Artists are collectors

Artists are collectors, of sounds, sights, feelings, moments in time, experiences, colours, textures, words, images, materials, objects, dreams, journeys, processes, light, patterns, thoughts. They absorb the world and reflect it back, manipulating and reorganising their environment, re-shaping materials. Creativity can be channelled or constructed; the most astonishing outcomes can be a result of connections, intuition, channelling energy and allowing a process to happen. Intuition is an often misused word I think, it means allowing your consciousness to speak and listening without questioning. Trusting that your next decision comes from experience, there will be reasoning behind the urge. Pick up the fragment of pottery from the beach, without a need for purpose yet, draw or paint it, put it on a shelf, hold it I your hand. By interacting with the object it will speak to you, and trigger questions, suggest possibilities. What is it that drives us to re-create the world around us, either in detailed representation, or in mimicking processes in nature? By finding visual and physical metaphors.
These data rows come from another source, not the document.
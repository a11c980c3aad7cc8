use alloc::collections::{BTreeSet, VecDeque};
use alloc::vec::Vec;
use ndarray::Array2;
use serde::{Deserialize, Serialize};

use crate::*;

/// How the mines of a new game are laid out.
#[derive(Clone, Debug, PartialEq, Serialize, Deserialize)]
pub enum MinePlacement {
    Random { count: CellCount, seed: u64 },
    Explicit(Vec<Coord2>),
}

/// Starts a game on a `rows × cols` board.
pub fn new_game(rows: Coord, cols: Coord, placement: MinePlacement) -> Result<Game> {
    Game::new((rows, cols), placement)
}

/// One game session from first move to win or loss.
///
/// Moves after the game has finished are rejected with [`GameError::GameAlreadyFinished`], except revealing an
/// already revealed cell, which stays a no-op.
#[derive(Clone, Debug, PartialEq, Serialize)]
pub struct Game {
    board: Board,
}

impl Game {
    pub fn new(size: Coord2, placement: MinePlacement) -> Result<Self> {
        let board = match placement {
            MinePlacement::Random { count, seed } => {
                RandomMineGenerator::new(seed).generate(GameConfig::new(size, count)?)?
            }
            MinePlacement::Explicit(mines) => Board::with_mines(size, &mines)?,
        };
        Ok(Self::from_board(board))
    }

    pub fn from_board(board: Board) -> Self {
        Self { board }
    }

    pub fn board(&self) -> &Board {
        &self.board
    }

    pub fn size(&self) -> Coord2 {
        self.board.size()
    }

    pub fn total_mines(&self) -> CellCount {
        self.board.mine_count()
    }

    /// How many mines have not been flagged yet, negative when there are more flags than mines
    pub fn mines_left(&self) -> isize {
        (self.board.mine_count() as isize) - (self.board.flagged_count() as isize)
    }

    pub fn revealed_count(&self) -> CellCount {
        self.board.revealed_count()
    }

    pub fn check_game_state(&self) -> GameState {
        GameState::of(&self.board)
    }

    pub fn is_finished(&self) -> bool {
        self.check_game_state().is_finished()
    }

    pub fn cell_at(&self, coords: Coord2) -> Result<Cell> {
        self.board.cell_at(coords)
    }

    pub fn neighbors_of(&self, coords: Coord2) -> Result<BTreeSet<Coord2>> {
        self.board.neighbors_of(coords)
    }

    pub fn locate(&self, row: i64, col: i64) -> Result<Coord2> {
        self.board.locate(row, col)
    }

    /// Player snapshot, mines only become visible once the game is lost.
    pub fn view(&self) -> Array2<CellView> {
        let show_mines = matches!(self.check_game_state(), GameState::Lost);
        self.board.snapshot(show_mines)
    }

    /// Snapshot with every mine visible regardless of the game state.
    pub fn debug_view(&self) -> Array2<CellView> {
        self.board.snapshot(true)
    }

    pub fn flag(&mut self, coords: Coord2) -> Result<MarkOutcome> {
        let coords = self.board.validate_coords(coords)?;
        self.check_not_finished()?;
        self.board.flag(coords)
    }

    pub fn unflag(&mut self, coords: Coord2) -> Result<MarkOutcome> {
        let coords = self.board.validate_coords(coords)?;
        self.check_not_finished()?;
        self.board.unflag(coords)
    }

    pub fn toggle_flag(&mut self, coords: Coord2) -> Result<MarkOutcome> {
        let coords = self.board.validate_coords(coords)?;
        self.check_not_finished()?;
        self.board.toggle_flag(coords)
    }

    /// Reveals the cell at `coords`, cascading through connected zero-count cells.
    ///
    /// Returns every position revealed by this call. Revealed and flagged cells are left alone and yield an empty
    /// set; a flag has to be removed before the cell underneath can be revealed.
    pub fn reveal(&mut self, coords: Coord2) -> Result<BTreeSet<Coord2>> {
        let coords = self.board.validate_coords(coords)?;
        if self.board[coords].is_revealed {
            return Ok(BTreeSet::new());
        }
        self.check_not_finished()?;
        if self.board[coords].is_flagged {
            return Ok(BTreeSet::new());
        }

        let revealed = self.reveal_cascade(coords);
        let state = self.check_game_state();
        if state.is_finished() {
            log::debug!("Game ended: {:?}", state);
        }
        Ok(revealed)
    }

    fn reveal_cascade(&mut self, coords: Coord2) -> BTreeSet<Coord2> {
        let cell = self.board.cell_mut(coords);
        cell.is_revealed = true;
        let mut revealed = BTreeSet::from([coords]);

        if cell.is_mine {
            log::debug!("Revealed mine at {:?}", coords);
            return revealed;
        }
        log::debug!("Revealed cell at {:?}, mine count: {}", coords, cell.adjacent_mine_count);
        if cell.adjacent_mine_count != 0 {
            return revealed;
        }

        let mut visited = BTreeSet::from([coords]);
        let mut to_visit: VecDeque<_> = self.hidden_neighbors(coords).collect();
        log::trace!("Starting flood-fill from {:?}, initial neighbors: {:?}", coords, to_visit);

        while let Some(visit_coords) = to_visit.pop_front() {
            if !visited.insert(visit_coords) {
                continue;
            }

            let cell = self.board.cell_mut(visit_coords);
            // zero-count cells never border a mine, but flags may have been placed anywhere
            if !cell.is_hidden() || cell.is_mine {
                log::trace!("Skipping cell at {:?}", visit_coords);
                continue;
            }

            cell.is_revealed = true;
            let count = cell.adjacent_mine_count;
            revealed.insert(visit_coords);
            log::trace!("Flood revealed cell at {:?}, mine count: {}", visit_coords, count);

            if count == 0 {
                to_visit.extend(
                    self.hidden_neighbors(visit_coords)
                        .filter(|pos| !visited.contains(pos)),
                );
            }
        }

        revealed
    }

    fn hidden_neighbors(&self, coords: Coord2) -> impl Iterator<Item = Coord2> + '_ {
        self.board
            .iter_neighbors(coords)
            .filter(|&pos| self.board[pos].is_hidden())
    }

    fn check_not_finished(&self) -> Result<()> {
        if self.is_finished() {
            Err(GameError::GameAlreadyFinished)
        } else {
            Ok(())
        }
    }
}
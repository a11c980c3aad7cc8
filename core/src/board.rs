use alloc::collections::BTreeSet;
use core::ops::Index;
use ndarray::Array2;
use serde::Serialize;

use crate::*;

/// Fixed `rows × cols` grid of cells together with the positions of its mines.
///
/// Mine placement and adjacency counts are settled at construction; afterwards only the revealed and flagged
/// bits of each cell change.
#[derive(Clone, Debug, PartialEq, Serialize)]
pub struct Board {
    cells: Array2<Cell>,
    mines: BTreeSet<Coord2>,
}

impl Board {
    /// Builds a board with mines at exactly the given positions.
    ///
    /// Fails on the first position that is off the board or repeats an earlier one.
    pub fn with_mines(size: Coord2, mine_coords: &[Coord2]) -> Result<Self> {
        check_size(size)?;

        let mut mines = BTreeSet::new();
        for &coords in mine_coords {
            if coords.0 >= size.0 || coords.1 >= size.1 || !mines.insert(coords) {
                return Err(GameError::InvalidMinePlacement(coords.0, coords.1));
            }
        }

        Ok(Self::from_mine_set(size, mines))
    }

    /// Builds a board from an already validated set of mine positions.
    pub(crate) fn from_mine_set(size: Coord2, mines: BTreeSet<Coord2>) -> Self {
        let mut cells: Array2<Cell> = Array2::default(size.to_nd_index());
        for &coords in &mines {
            cells[coords.to_nd_index()].is_mine = true;
        }

        let (rows, cols) = size;
        for row in 0..rows {
            for col in 0..cols {
                let count = NeighborIter::new((row, col), size)
                    .filter(|pos| mines.contains(pos))
                    .count();
                // at most 8 neighbors
                cells[(row, col).to_nd_index()].adjacent_mine_count = count as u8;
            }
        }

        log::debug!("Board {:?} built with {} mines", size, mines.len());
        Self { cells, mines }
    }

    pub fn size(&self) -> Coord2 {
        let (rows, cols) = self.cells.dim();
        // dimensions always come from a Coord2
        (rows as Coord, cols as Coord)
    }

    pub fn total_cells(&self) -> CellCount {
        let (rows, cols) = self.size();
        mult(rows, cols)
    }

    pub fn mine_count(&self) -> CellCount {
        self.mines.len() as CellCount
    }

    pub fn safe_cell_count(&self) -> CellCount {
        self.total_cells() - self.mine_count()
    }

    pub fn validate_coords(&self, coords: Coord2) -> Result<Coord2> {
        let size = self.size();
        if coords.0 < size.0 && coords.1 < size.1 {
            Ok(coords)
        } else {
            Err(GameError::OutOfBounds(coords.0.into(), coords.1.into()))
        }
    }

    /// Checks a signed position against this board, see [`locate`].
    pub fn locate(&self, row: i64, col: i64) -> Result<Coord2> {
        locate(self.size(), row, col)
    }

    pub fn cell_at(&self, coords: Coord2) -> Result<Cell> {
        let coords = self.validate_coords(coords)?;
        Ok(self[coords])
    }

    /// The up-to-8 cells sharing an edge or corner with `coords`.
    pub fn neighbors_of(&self, coords: Coord2) -> Result<BTreeSet<Coord2>> {
        let coords = self.validate_coords(coords)?;
        Ok(self.iter_neighbors(coords).collect())
    }

    pub(crate) fn iter_neighbors(&self, coords: Coord2) -> NeighborIter {
        NeighborIter::new(coords, self.size())
    }

    pub(crate) fn cell_mut(&mut self, coords: Coord2) -> &mut Cell {
        &mut self.cells[coords.to_nd_index()]
    }

    pub fn iter_cells(&self) -> impl Iterator<Item = (Coord2, Cell)> + '_ {
        self.cells
            .indexed_iter()
            .map(|((row, col), &cell)| ((row as Coord, col as Coord), cell))
    }

    pub fn revealed_count(&self) -> CellCount {
        self.cells.iter().filter(|cell| cell.is_revealed).count() as CellCount
    }

    pub fn flagged_count(&self) -> CellCount {
        self.cells.iter().filter(|cell| cell.is_flagged).count() as CellCount
    }

    pub fn flag(&mut self, coords: Coord2) -> Result<MarkOutcome> {
        self.set_flag(coords, true)
    }

    pub fn unflag(&mut self, coords: Coord2) -> Result<MarkOutcome> {
        self.set_flag(coords, false)
    }

    pub fn toggle_flag(&mut self, coords: Coord2) -> Result<MarkOutcome> {
        let flagged = self.cell_at(coords)?.is_flagged;
        self.set_flag(coords, !flagged)
    }

    fn set_flag(&mut self, coords: Coord2, flagged: bool) -> Result<MarkOutcome> {
        let coords = self.validate_coords(coords)?;
        let cell = self.cell_mut(coords);

        if cell.is_revealed {
            return Err(GameError::AlreadyRevealed);
        }
        if cell.is_flagged == flagged {
            return Ok(MarkOutcome::NoChange);
        }

        cell.is_flagged = flagged;
        log::debug!("Flag at {:?} set to {}", coords, flagged);
        Ok(MarkOutcome::Changed)
    }

    /// Snapshot of every cell for rendering, mines stay masked unless `show_mines` is set.
    pub fn snapshot(&self, show_mines: bool) -> Array2<CellView> {
        self.cells.map(|&cell| cell.view(show_mines))
    }
}

impl Index<Coord2> for Board {
    type Output = Cell;

    fn index(&self, coords: Coord2) -> &Self::Output {
        &self.cells[coords.to_nd_index()]
    }
}

pub(crate) fn check_size(size: Coord2) -> Result<()> {
    if size.0 == 0 || size.1 == 0 {
        Err(GameError::InvalidSize)
    } else {
        Ok(())
    }
}
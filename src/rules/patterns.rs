//! Shared pattern machinery for rule compilation.
//!
//! Rule documents reference a table of helper sub-patterns by name
//! (`{aws_account_id_pattern}`, `{aws_region_pattern}`, ...) so individual
//! rules stay readable. Substitution happens once, when a rule is compiled.
//!
//! Line-pattern extraction uses grok. Capture aliases may carry an `:int` or
//! `:float` suffix requesting numeric coercion of the captured text; the
//! suffix is stripped before compilation and remembered per alias.

use std::collections::HashMap;

use grok::Grok;
use once_cell::sync::Lazy;
use regex::{Captures, Regex};

use crate::errors::Result;
use crate::record::{AttrMap, AttrValue};

/// Helper sub-patterns usable as `{name}` placeholders in key patterns and
/// key-name extraction regexes.
pub static HELPER_PATTERNS: Lazy<HashMap<&'static str, &'static str>> = Lazy::new(|| {
    HashMap::from([
        ("aws_logs_prefix", "AWSLogs"),
        ("aws_account_id_pattern", r"\d{12}"),
        ("year_pattern", r"[2]\d{3}"),
        ("month_pattern", r"(0[1-9]|1[012])"),
        ("day_pattern", r"(0[1-9]|[12][0-9]|3[01])"),
        ("hour_pattern", r"([0][0-9]|[1][0-9]|[2][0-3])"),
        ("minutes_pattern", r"[0-5][0-9]"),
        (
            "aws_region_pattern",
            r"(us(-gov)?|ap|ca|cn|eu|sa|me|af)-(central|((north(east|west)?|south(east|west)?)|(east|west)))-\d{1}",
        ),
        (
            "classic_load_balancer_id_pattern",
            r"[a-zA-Z0-9][a-zA-Z0-9-]{0,30}[a-zA-Z0-9]",
        ),
        // ALB / NLB load balancer ids can be up to 48 chars, / is substituted with .
        (
            "elbv2_id_pattern",
            r"[a-zA-Z0-9][a-zA-Z0-9-.]{0,46}[a-zA-Z0-9]",
        ),
        (
            "ipv4_address_pattern",
            r"(?:(?:25[0-5]|2[0-4][0-9]|[01]?[0-9][0-9]?)\.){3}(?:25[0-5]|2[0-4][0-9]|[01]?[0-9][0-9]?)",
        ),
        ("aws_resource_name_pattern", r"[a-zA-Z0-9-_]{1,128}"),
        ("vpc_id_pattern", r"vpc-[0-9a-f]{8}(?:[0-9a-f]{9})?"),
        ("cloudfront_distribution_id_pattern", r"E[A-Z0-9]{13}"),
        ("vpc_flow_id_pattern", r"fl-[0-9a-f]{8}(?:[0-9a-f]{9})?"),
        (
            "aws_global_accelerator_id_pattern",
            r"[a-f0-9]{8}-[a-f0-9]{4}-[a-f0-9]{4}-[a-f0-9]{4}-[a-f0-9]{12}",
        ),
    ])
});

/// Grok pattern definitions not shipped with the stock pattern set.
pub const CUSTOM_GROK_DEFINITIONS: &[(&str, &str)] = &[
    // grab timestamp from CloudFront log (YYYY-mm-dd\tHH:MM:SS)
    (
        "CLOUDFRONTTIMESTAMP",
        "%{YEAR}-%{MONTHNUM}-%{MONTHDAY}%{SPACE}%{TIME}",
    ),
    // load balancer request URI, decomposed; URIHOST carries a nested port
    // capture
    (
        "ELBURI",
        "%{URIPROTO:proto}://(?:%{URIHOST:urihost})?(?:%{URIPATH:path})?(?:%{URIPARAM:params})?",
    ),
];

/// Replaces `{name}` helper placeholders with their sub-patterns.
///
/// Only known helper names are substituted; regex quantifier braces pass
/// through untouched.
pub fn substitute_helper_patterns(template: &str) -> String {
    let mut out = template.to_string();
    for (name, pattern) in HELPER_PATTERNS.iter() {
        let placeholder = format!("{{{name}}}");
        if out.contains(&placeholder) {
            out = out.replace(&placeholder, pattern);
        }
    }
    out
}

/// Compiles a helper-substituted regular expression.
pub fn compile_helper_regex(template: &str) -> Result<Regex> {
    Ok(Regex::new(&substitute_helper_patterns(template))?)
}

#[derive(Debug, Clone, Copy, PartialEq)]
enum Coercion {
    Int,
    Float,
}

/// A compiled grok expression plus the per-alias numeric coercions that were
/// declared with `:int` / `:float` suffixes.
pub struct CompiledGrok {
    pattern: grok::Pattern,
    coercions: HashMap<String, Coercion>,
}

static TYPED_ALIAS_RE: Lazy<Regex> = Lazy::new(|| {
    Regex::new(r"%\{(\w+):([A-Za-z0-9_]+):(int|float)\}").expect("typed alias regex is valid")
});

impl std::fmt::Debug for CompiledGrok {
    fn fmt(&self, f: &mut std::fmt::Formatter<'_>) -> std::fmt::Result {
        f.debug_struct("CompiledGrok")
            .field("coercions", &self.coercions)
            .finish()
    }
}

impl CompiledGrok {
    /// Compiles a grok expression once, registering custom definitions and
    /// stripping the coercion suffixes.
    pub fn compile(expression: &str) -> Result<Self> {
        let mut coercions = HashMap::new();
        let stripped = TYPED_ALIAS_RE
            .replace_all(expression, |caps: &Captures<'_>| {
                let coercion = if &caps[3] == "int" {
                    Coercion::Int
                } else {
                    Coercion::Float
                };
                coercions.insert(caps[2].to_string(), coercion);
                format!("%{{{}:{}}}", &caps[1], &caps[2])
            })
            .into_owned();

        let mut grok = Grok::with_default_patterns();
        for (name, definition) in CUSTOM_GROK_DEFINITIONS {
            grok.add_pattern(*name, *definition);
        }
        let pattern = grok.compile(&stripped, true)?;

        Ok(CompiledGrok { pattern, coercions })
    }

    /// Applies the pattern to a line, returning the named captures.
    ///
    /// Returns `None` on non-match. Captures from non-participating groups
    /// are dropped. A capture that fails its declared coercion keeps the
    /// raw string.
    pub fn extract(&self, line: &str) -> Option<AttrMap> {
        let matches = self.pattern.match_against(line)?;

        let mut attributes = AttrMap::new();
        for (name, value) in matches.iter() {
            if value.is_empty() {
                continue;
            }
            let attr = match self.coercions.get(name) {
                Some(Coercion::Int) => value
                    .parse::<i64>()
                    .map(AttrValue::Int)
                    .unwrap_or_else(|_| AttrValue::from(value)),
                Some(Coercion::Float) => value
                    .parse::<f64>()
                    .map(AttrValue::Float)
                    .unwrap_or_else(|_| AttrValue::from(value)),
                None => AttrValue::from(value),
            };
            attributes.insert(name.to_string(), attr);
        }
        Some(attributes)
    }
}
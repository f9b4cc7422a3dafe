//! Utility modules for logtap.
//!
//! This module contains helpers for structured-object queries, timestamp
//! normalization, and CloudWatch Logs attribute derivation.

pub mod cloudwatch;
pub mod query;
pub mod timestamp;
//! Forwarding rules: which objects to forward, and to which sinks.

use std::path::Path;

use indexmap::IndexMap;
use regex::Regex;
use serde::Deserialize;
use tracing::{debug, info, warn};

use crate::config::appconfig::AppConfigClient;
use crate::config::{ConfigLocation, Settings};
use crate::errors::{LogtapError, Result};
use crate::rules::{is_yaml_file, SourceKind};

/// Forwarding rules indexed by bucket, then by rule name in document order.
pub type ForwardingRuleIndex = IndexMap<String, IndexMap<String, ForwardingRule>>;

/// Bucket name rules fall back to when the notification's bucket carries no
/// rules of its own.
pub const DEFAULT_BUCKET: &str = "default";

/// A single forwarding rule.
#[derive(Debug)]
pub struct ForwardingRule {
    pub name: String,
    pub key_pattern: Regex,
    pub source_kind: SourceKind,
    pub source_name: Option<String>,
    pub annotations: IndexMap<String, String>,
    /// Sink ids every record of a matched object is delivered to.
    pub sinks: Vec<String>,
}

impl ForwardingRule {
    /// Tests the rule's key pattern against an object key. The match is
    /// anchored at the start of the key.
    pub fn matches_key(&self, key: &str) -> bool {
        self.key_pattern
            .find(key)
            .map(|m| m.start() == 0)
            .unwrap_or(false)
    }
}

/// Wire shape of one forwarding rule inside a rule document.
#[derive(Debug, Deserialize)]
pub struct ForwardingRuleSpec {
    pub name: String,
    pub key_pattern: String,
    pub source_kind: SourceKind,
    #[serde(default)]
    pub source_name: Option<String>,
    #[serde(default)]
    pub annotations: Option<IndexMap<String, String>>,
    #[serde(default)]
    pub sinks: Option<Vec<String>>,
}

impl TryFrom<ForwardingRuleSpec> for ForwardingRule {
    type Error = LogtapError;

    fn try_from(spec: ForwardingRuleSpec) -> Result<Self> {
        let source_name = match spec.source_kind {
            SourceKind::Aws => {
                if spec.source_name.is_some() {
                    return Err(LogtapError::IncorrectRuleFormat(format!(
                        "rule {}: source_name must not be set for aws sources",
                        spec.name
                    )));
                }
                None
            }
            SourceKind::Custom => Some(spec.source_name.ok_or_else(|| {
                LogtapError::IncorrectRuleFormat(format!(
                    "rule {}: source_name is required when source_kind is custom",
                    spec.name
                ))
            })?),
            SourceKind::Generic => Some(
                spec.source_name
                    .unwrap_or_else(|| SourceKind::Generic.as_str().to_string()),
            ),
        };

        let key_pattern = Regex::new(&spec.key_pattern).map_err(|err| {
            LogtapError::IncorrectRuleFormat(format!(
                "rule {}: invalid key_pattern: {err}",
                spec.name
            ))
        })?;

        let sinks = match spec.sinks {
            None => vec!["1".to_string()],
            Some(sinks) if sinks.is_empty() => {
                return Err(LogtapError::IncorrectRuleFormat(format!(
                    "rule {}: sinks must not be empty",
                    spec.name
                )))
            }
            Some(sinks) => sinks,
        };

        Ok(ForwardingRule {
            name: spec.name,
            key_pattern,
            source_kind: spec.source_kind,
            source_name,
            annotations: spec.annotations.unwrap_or_default(),
            sinks,
        })
    }
}

/// Loads forwarding rules from the configured source.
///
/// Returns the index plus the configuration version (`None` for local
/// sources). A forwarding-rule source that cannot be reached at all is a
/// startup failure.
pub async fn load(settings: &Settings) -> Result<(ForwardingRuleIndex, Option<i64>)> {
    match settings.configuration_location {
        ConfigLocation::AwsAppConfig => {
            let deployment = settings.deployment_name.as_deref().ok_or_else(|| {
                LogtapError::ConfigError(
                    "DEPLOYMENT_NAME is required for aws-appconfig configuration".to_string(),
                )
            })?;
            let client = AppConfigClient::new(deployment)?;
            let document = client.get_configuration("log-forwarding-rules").await?;
            Ok((
                parse_rule_documents(&document.body),
                Some(document.version),
            ))
        }
        ConfigLocation::Local => {
            Ok((load_from_dir(&settings.forwarding_rules_path)?, None))
        }
    }
}

/// Loads forwarding rules from a directory of per-bucket YAML files.
///
/// The file stem is the bucket name; the content is a sequence of rule
/// objects. Invalid rules and invalid files are skipped; an unreadable
/// directory is `ConfigSourceUnavailable`.
pub fn load_from_dir(directory: &Path) -> Result<ForwardingRuleIndex> {
    info!("Loading log-forwarding-rules from {}", directory.display());

    let entries = std::fs::read_dir(directory).map_err(|err| {
        LogtapError::ConfigSourceUnavailable(format!(
            "cannot read forwarding rules directory {}: {err}",
            directory.display()
        ))
    })?;

    let mut file_paths = Vec::new();
    for entry in entries.flatten() {
        let path = entry.path();
        let is_rule_file = path.is_file()
            && path
                .file_name()
                .and_then(|name| name.to_str())
                .map(is_yaml_file)
                .unwrap_or(false);
        if is_rule_file {
            file_paths.push(path);
        }
    }
    file_paths.sort();

    let mut index = ForwardingRuleIndex::new();

    for path in file_paths {
        let Some(bucket) = path.file_stem().and_then(|stem| stem.to_str()) else {
            continue;
        };

        let content = match std::fs::read_to_string(&path) {
            Ok(content) => content,
            Err(err) => {
                warn!("Failed to read rule file {}: {err}", path.display());
                continue;
            }
        };

        let rule_values: Vec<serde_yaml::Value> = match serde_yaml::from_str(&content) {
            Ok(values) => values,
            Err(err) => {
                warn!(
                    "Invalid forwarding rules file {}: not a sequence of rules: {err}",
                    path.display()
                );
                continue;
            }
        };

        let bucket_rules = index.entry(bucket.to_string()).or_default();
        for value in rule_values {
            match build_rule(value) {
                Ok(rule) => {
                    debug!("Loaded forwarding rule {} for bucket {bucket}", rule.name);
                    bucket_rules.insert(rule.name.clone(), rule);
                }
                Err(err) => {
                    warn!("Skipping incorrect forwarding rule in {}: {err}", path.display());
                }
            }
        }
    }

    Ok(index)
}

/// Parses a multi-document YAML stream of
/// `{bucket_name, log_forwarding_rules: [...]}` documents, as served by the
/// remote configuration source.
pub fn parse_rule_documents(body: &str) -> ForwardingRuleIndex {
    let mut index = ForwardingRuleIndex::new();

    for (position, document) in serde_yaml::Deserializer::from_str(body).enumerate() {
        let value = match serde_yaml::Value::deserialize(document) {
            Ok(value) => value,
            Err(err) => {
                warn!("Encountered an error while parsing log-forwarding-rules: {err}");
                break;
            }
        };
        if value.is_null() {
            warn!("Skipping empty log forwarding rule document {position}");
            continue;
        }

        let Some(bucket) = value
            .get("bucket_name")
            .and_then(|bucket| bucket.as_str())
            .map(str::to_string)
        else {
            warn!("Forwarding rule document {position} is missing bucket_name");
            continue;
        };

        let Some(rule_values) = value
            .get("log_forwarding_rules")
            .and_then(|rules| rules.as_sequence())
            .cloned()
        else {
            warn!("Forwarding rule document {position} for bucket {bucket} has no rule list");
            continue;
        };

        info!("Loading log-forwarding-rules for S3 bucket: {bucket}");
        let bucket_rules = index.entry(bucket.clone()).or_default();
        for rule_value in rule_values {
            match build_rule(rule_value) {
                Ok(rule) => {
                    bucket_rules.insert(rule.name.clone(), rule);
                }
                Err(err) => {
                    warn!("{bucket}: skipping incorrect forwarding rule: {err}");
                }
            }
        }
    }

    index
}

fn build_rule(value: serde_yaml::Value) -> Result<ForwardingRule> {
    let spec: ForwardingRuleSpec = serde_yaml::from_value(value)
        .map_err(|err| LogtapError::IncorrectRuleFormat(err.to_string()))?;
    spec.try_into()
}

/// Returns the first rule whose key pattern matches, testing the bucket's
/// rules in document order, or the `default` pseudo-bucket's rules when the
/// bucket has none at all.
pub fn get_matching_rule<'a>(
    index: &'a ForwardingRuleIndex,
    bucket: &str,
    key: &str,
) -> Option<&'a ForwardingRule> {
    match index.get(bucket) {
        Some(bucket_rules) => bucket_rules.values().find(|rule| rule.matches_key(key)),
        None => index
            .get(DEFAULT_BUCKET)
            .and_then(|default_rules| default_rules.values().find(|rule| rule.matches_key(key))),
    }
}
Communication? A desire to understand? Capturing transience, holding the constant change static in time, keeping a moment safe. Collecting it. Analysing and reconstructing to maybe unlock a mystery, answer a question, or just to be immersed in what is happening. Observing. Experiencing. We have a need for communication, sharing stories, ideas, concepts, emotions. Collective experience.

Beach Life

Living so close to the sea has kept us here in Suffolk for the last 13 summer’s! Being able have a holiday in one day, throw supplies into the boot of the car and the girls in the front on a whim feels like a dream. Having moved here from a busy suburb of Surrey, I still half expect to have time called and have to hand the keys back and head “home” to reality. That’s not to say life is always idyllic, but I am grateful for our situation in terms of geography. Now my eldest is beyond being bundled into the beach wagon the outings are smaller and even more spur of the moment. Lack of planning means lower stakes & simple days! Returning when we like and no guilt if we don’t spend the whole day, or change plans mid flow. Hair, toes, bags, ears, towels full of sand in the summer. Pockets full of driftwood, feathers, rusty treasures and shells in the winter. The garden and house are embellished with beach finds, each one a relic from a story of a day on the coast. A physical reminder of a place to hold in your hand, bringing back flashes of sounds, textures, images. Holding a sense of place and time.